§ Problem
Where does the string "ExtractError" occur in the records below? Copy every line that holds it.

※

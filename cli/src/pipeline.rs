//! The fetch pipeline: resolve branch, download, extract, sense, install.
//!
//! Stages run strictly one after another. Resolution, download and extraction
//! failures abort the run; sensing and installing are advisory and only ever
//! report what happened.

use crate::error::{ExtractError, FetchError};
use crate::events::{EventSink, PipelineEvent, Stage};
use crate::extract::{self, ExtractReport};
use crate::fetch::{self, FetchResult};
use crate::github::GithubClient;
use crate::installer::{DependencyInstaller, InstallReport};
use crate::layout::DestinationLayout;
use crate::repo::RepoRef;
use crate::sensor::{self, Ecosystem, EnvironmentClassification};
use std::path::PathBuf;
use std::sync::Arc;
use tokio::task::JoinHandle;

#[derive(Debug)]
pub struct PipelineReport {
    pub repo: RepoRef,
    pub branch: String,
    pub destination: PathBuf,
    pub archive_bytes: u64,
    pub entries: usize,
    pub environment: EnvironmentClassification,
    /// `None` when installing was disabled.
    pub install: Option<InstallReport>,
}

pub struct Pipeline {
    client: GithubClient,
    layout: DestinationLayout,
    archive_dir: PathBuf,
    ecosystems: Vec<Ecosystem>,
    installer: Option<Arc<DependencyInstaller>>,
    sink: Arc<dyn EventSink>,
}

impl Pipeline {
    pub fn new(
        client: GithubClient,
        layout: DestinationLayout,
        archive_dir: impl Into<PathBuf>,
        sink: Arc<dyn EventSink>,
    ) -> Self {
        Self {
            client,
            layout,
            archive_dir: archive_dir.into(),
            ecosystems: Ecosystem::ALL.to_vec(),
            installer: None,
            sink,
        }
    }

    pub fn with_installer(mut self, installer: DependencyInstaller) -> Self {
        self.installer = Some(Arc::new(installer));
        self
    }

    pub fn with_ecosystems(mut self, ecosystems: &[Ecosystem]) -> Self {
        self.ecosystems = ecosystems.to_vec();
        self
    }

    /// Runs the whole pipeline on a background task. Pair with a
    /// [`ChannelSink`](crate::events::ChannelSink) to follow progress from
    /// another task or thread.
    pub fn spawn(self, repo: RepoRef) -> JoinHandle<Result<PipelineReport, FetchError>> {
        tokio::spawn(async move { self.run(&repo).await })
    }

    pub async fn run(&self, repo: &RepoRef) -> Result<PipelineReport, FetchError> {
        match self.run_stages(repo).await {
            Ok(report) => Ok(report),
            Err(e) => {
                self.sink.emit(PipelineEvent::Failed {
                    kind: e.kind().to_string(),
                    message: e.to_string(),
                });
                Err(e)
            }
        }
    }

    async fn run_stages(&self, repo: &RepoRef) -> Result<PipelineReport, FetchError> {
        let sink = self.sink.as_ref();
        log::info!("fetching {}", repo);

        // 1. Resolve branch
        sink.emit(PipelineEvent::StageStarted {
            stage: Stage::Probe,
        });
        let resolved = self.client.resolve_branch(repo, sink).await?;
        sink.emit(PipelineEvent::StageFinished {
            stage: Stage::Probe,
        });

        // 2. Download
        sink.emit(PipelineEvent::StageStarted {
            stage: Stage::Download,
        });
        let archive_path = self
            .archive_dir
            .join(repo.archive_file_name(&resolved.branch));
        let fetched = fetch::download_archive(resolved, &archive_path, sink).await?;
        sink.emit(PipelineEvent::StageFinished {
            stage: Stage::Download,
        });

        // 3. Extract
        sink.emit(PipelineEvent::StageStarted {
            stage: Stage::Extract,
        });
        let destination = self.layout.destination(repo);
        let extracted = self.extract(fetched.clone(), destination).await?;
        sink.emit(PipelineEvent::StageFinished {
            stage: Stage::Extract,
        });

        // 4. Sense
        sink.emit(PipelineEvent::StageStarted {
            stage: Stage::Sense,
        });
        let environment = self.sense(extracted.destination.clone()).await;
        for ecosystem in &self.ecosystems {
            sink.emit(PipelineEvent::EnvironmentSensed {
                ecosystem: *ecosystem,
                detected: environment.is_detected(*ecosystem),
            });
        }
        sink.emit(PipelineEvent::StageFinished {
            stage: Stage::Sense,
        });

        // 5. Install
        let install = match &self.installer {
            Some(installer) => {
                sink.emit(PipelineEvent::StageStarted {
                    stage: Stage::Install,
                });
                let report = self
                    .install(installer.clone(), extracted.destination.clone())
                    .await;
                sink.emit(PipelineEvent::StageFinished {
                    stage: Stage::Install,
                });
                report
            }
            None => None,
        };

        Ok(PipelineReport {
            repo: repo.clone(),
            branch: fetched.resolved_branch,
            destination: extracted.destination,
            archive_bytes: fetched.size_bytes,
            entries: extracted.entries,
            environment,
            install,
        })
    }

    async fn extract(
        &self,
        fetched: FetchResult,
        destination: PathBuf,
    ) -> Result<ExtractReport, FetchError> {
        let sink = self.sink.clone();
        let report = tokio::task::spawn_blocking(move || {
            extract::extract_archive(&fetched, &destination, sink.as_ref())
        })
        .await
        .map_err(|e| ExtractError::Worker(e.to_string()))??;
        Ok(report)
    }

    async fn sense(&self, root: PathBuf) -> EnvironmentClassification {
        let ecosystems = self.ecosystems.clone();
        tokio::task::spawn_blocking(move || sensor::sense_environment(&root, &ecosystems))
            .await
            .unwrap_or_else(|e| {
                log::warn!("environment sensing stopped: {}", e);
                EnvironmentClassification::default()
            })
    }

    async fn install(
        &self,
        installer: Arc<DependencyInstaller>,
        root: PathBuf,
    ) -> Option<InstallReport> {
        let sink = self.sink.clone();
        match tokio::task::spawn_blocking(move || installer.install_all(&root, sink.as_ref())).await
        {
            Ok(report) => Some(report),
            Err(e) => {
                log::warn!("dependency installation stopped: {}", e);
                None
            }
        }
    }
}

※

§ Response below
use crate::error::{ExtractError, FetchError};
        .map_err(|e| ExtractError::Worker(e.to_string()))??;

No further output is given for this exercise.